En las relaciones muchos buscamos sentirnos tan a gusto con esa otra persona como para sentirnos libres de ser quienes somos sin ataduras y sin miedos, sabiendo que seremos aceptados, mientras no cometamos ningún acto que perjudique a la otra persona, claro está. Pensemos que la vida es maravillosa y es mejor disfrutar felizmente cada día y más si estamos junto a la persona que amamos. ¿Para qué perder el tiempo peleando?

Lo importante en toda relación es “saber escuchar” es muy básico y necesario en toda comunicación, si no sabemos escuchar a nuestra pareja, entonces no podemos comunicarnos efectiva y afectivamente.

Saber escuchar es conectarnos a un nivel más profundo con la persona y nos facilita entender mejor lo que nos desea transmitir viéndolo desde su propia perspectiva.

Para saber escuchar es necesario que cerremos la boca y abramos nuestros oídos y el corazón. Ponernos en disposición de Entender lo que nos quieren decir y no juzgar, aconsejar, advertir o criticar a nuestra pareja.  

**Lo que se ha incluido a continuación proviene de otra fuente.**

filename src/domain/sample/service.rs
use super::dto::{CreateSampleRequest, SampleResponse};
use super::error::SampleServiceError;
use super::model::WritingSample;
use crate::domain::entitlements::resolve_limits;
use crate::domain::user::User;
use crate::infrastructure::repositories::{SampleRepository, UserRepository};
use std::sync::Arc;
use uuid::Uuid;

const MAX_SAMPLE_CHARS: usize = 50_000;

pub struct SampleService {
    sample_repo: Arc<SampleRepository>,
    user_repo: Arc<UserRepository>,
}

impl SampleService {
    pub fn new(sample_repo: Arc<SampleRepository>, user_repo: Arc<UserRepository>) -> Self {
        Self {
            sample_repo,
            user_repo,
        }
    }

    pub async fn get_user_samples(
        &self,
        user_id: Uuid,
    ) -> Result<Vec<SampleResponse>, SampleServiceError> {
        let samples = self
            .sample_repo
            .find_by_user(user_id)
            .await
            .map_err(|e| SampleServiceError::Dependency(e.to_string()))?;
        Ok(samples.into_iter().map(SampleResponse::from).collect())
    }

    pub async fn create_sample(
        &self,
        user_id: Uuid,
        request: CreateSampleRequest,
    ) -> Result<SampleResponse, SampleServiceError> {
        let user = self.find_user(user_id).await?;

        self.validate_content(&request)?;
        self.check_sample_limit(&user).await?;

        let sample = self
            .sample_repo
            .create(user_id, &request.title, &request.content)
            .await
            .map_err(|e| SampleServiceError::Dependency(e.to_string()))?;

        Ok(SampleResponse::from(sample))
    }

    pub async fn delete_sample(
        &self,
        user_id: Uuid,
        sample_id: Uuid,
    ) -> Result<(), SampleServiceError> {
        self.verify_sample_ownership(sample_id, user_id).await?;

        self.sample_repo
            .delete(sample_id)
            .await
            .map_err(|e| SampleServiceError::Dependency(e.to_string()))?;

        Ok(())
    }

    async fn find_user(&self, user_id: Uuid) -> Result<User, SampleServiceError> {
        self.user_repo
            .find_by_id(user_id)
            .await
            .map_err(|e| SampleServiceError::Dependency(e.to_string()))?
            .ok_or_else(|| SampleServiceError::Invalid("User not found".to_string()))
    }

    fn validate_content(&self, request: &CreateSampleRequest) -> Result<(), SampleServiceError> {
        if request.title.trim().is_empty() {
            return Err(SampleServiceError::Invalid(
                "Sample title cannot be empty".to_string(),
            ));
        }
        if request.content.trim().is_empty() {
            return Err(SampleServiceError::Invalid(
                "Sample content cannot be empty".to_string(),
            ));
        }
        if request.content.len() > MAX_SAMPLE_CHARS {
            return Err(SampleServiceError::Invalid(format!(
                "Sample content must be {} characters or less",
                MAX_SAMPLE_CHARS
            )));
        }
        Ok(())
    }

    async fn check_sample_limit(&self, user: &User) -> Result<(), SampleServiceError> {
        let sample_count = self
            .sample_repo
            .count_for_user(user.id)
            .await
            .map_err(|e| SampleServiceError::Dependency(e.to_string()))?;

        let max_samples = resolve_limits(Some(user)).max_writing_samples;

        if sample_count >= max_samples as i64 {
            return Err(SampleServiceError::PaymentRequired(format!(
                "The {} tier allows up to {} writing samples. Upgrade for more.",
                user.subscription_tier, max_samples
            )));
        }

        Ok(())
    }

    async fn verify_sample_ownership(
        &self,
        sample_id: Uuid,
        user_id: Uuid,
    ) -> Result<WritingSample, SampleServiceError> {
        let sample = self
            .sample_repo
            .find_by_id(sample_id)
            .await
            .map_err(|e| SampleServiceError::Dependency(e.to_string()))?
            .ok_or(SampleServiceError::NotFound)?;

        if sample.user_id != user_id {
            return Err(SampleServiceError::NotFound);
        }

        Ok(sample)
    }
}
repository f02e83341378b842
pub mod controllers;
pub mod domain;
pub mod error;
pub mod infrastructure;
use crate::domain::sample::WritingSample;
use crate::error::AppResult;
use crate::infrastructure::db::DbPool;
use std::sync::Arc;
use uuid::Uuid;

pub struct SampleRepository {
    pool: Arc<DbPool>,
}

impl SampleRepository {
    pub fn new(pool: Arc<DbPool>) -> Self {
        Self { pool }
    }

    pub async fn find_by_id(&self, sample_id: Uuid) -> AppResult<Option<WritingSample>> {
        let pool = self.pool.as_ref();
        let sample =
            sqlx::query_as::<_, WritingSample>("SELECT * FROM writing_samples WHERE id = $1")
                .bind(sample_id)
                .fetch_optional(pool)
                .await?;

        Ok(sample)
    }

    pub async fn find_by_user(&self, user_id: Uuid) -> AppResult<Vec<WritingSample>> {
        let pool = self.pool.as_ref();
        let samples = sqlx::query_as::<_, WritingSample>(
            "SELECT * FROM writing_samples WHERE user_id = $1 ORDER BY created_at DESC",
        )
        .bind(user_id)
        .fetch_all(pool)
        .await?;

        Ok(samples)
    }

    pub async fn count_for_user(&self, user_id: Uuid) -> AppResult<i64> {
        let pool = self.pool.as_ref();
        let (count,): (i64,) =
            sqlx::query_as("SELECT COUNT(*) FROM writing_samples WHERE user_id = $1")
                .bind(user_id)
                .fetch_one(pool)
                .await?;

        Ok(count)
    }

    pub async fn create(
        &self,
        user_id: Uuid,
        title: &str,
        content: &str,
    ) -> AppResult<WritingSample> {
        let pool = self.pool.as_ref();
        let id = Uuid::new_v4();
        let now = chrono::Utc::now();

        let sample = sqlx::query_as::<_, WritingSample>(
            r#"
            INSERT INTO writing_samples (id, user_id, title, content, created_at, updated_at)
            VALUES ($1, $2, $3, $4, $5, $5)
            RETURNING *
            "#,
        )
        .bind(id)
        .bind(user_id)
        .bind(title)
        .bind(content)
        .bind(now)
        .fetch_one(pool)
        .await?;

        Ok(sample)
    }

    pub async fn delete(&self, sample_id: Uuid) -> AppResult<()> {
        let pool = self.pool.as_ref();
        sqlx::query("DELETE FROM writing_samples WHERE id = $1")
            .bind(sample_id)
            .execute(pool)
            .await?;

        Ok(())
    }
}
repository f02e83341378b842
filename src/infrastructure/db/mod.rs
use sqlx::postgres::PgPoolOptions;
use sqlx::{Pool, Postgres};
use std::time::Duration;

pub type DbPool = Pool<Postgres>;

pub async fn create_pool(database_url: &str) -> Result<DbPool, sqlx::Error> {
    PgPoolOptions::new()
        .max_connections(10)
        .acquire_timeout(Duration::from_secs(3))
        .connect(database_url)
        .await
}

pub async fn check_connection(pool: &DbPool) -> Result<bool, sqlx::Error> {
    sqlx::query("SELECT 1").fetch_one(pool).await.map(|_| true)
}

Cuando sabemos escuchar transmitimos a la otra persona confianza, porque siente que la comprendemos y aceptamos tal cual es, esto da paso a que se abra y nos permita formar parte de su vida.

La empatía (ponernos en el lugar del otro), es lo que nos permite abordar las situaciones de forma neutral sin que intervengan nuestras creencias, prejuicios u opiniones. Siendo empáticos podemos ser útiles a niños, jóvenes, adultos y ancianos, entendiendo cada uno de sus puntos de vista y modos de reaccionar hacia las situaciones que se presenten.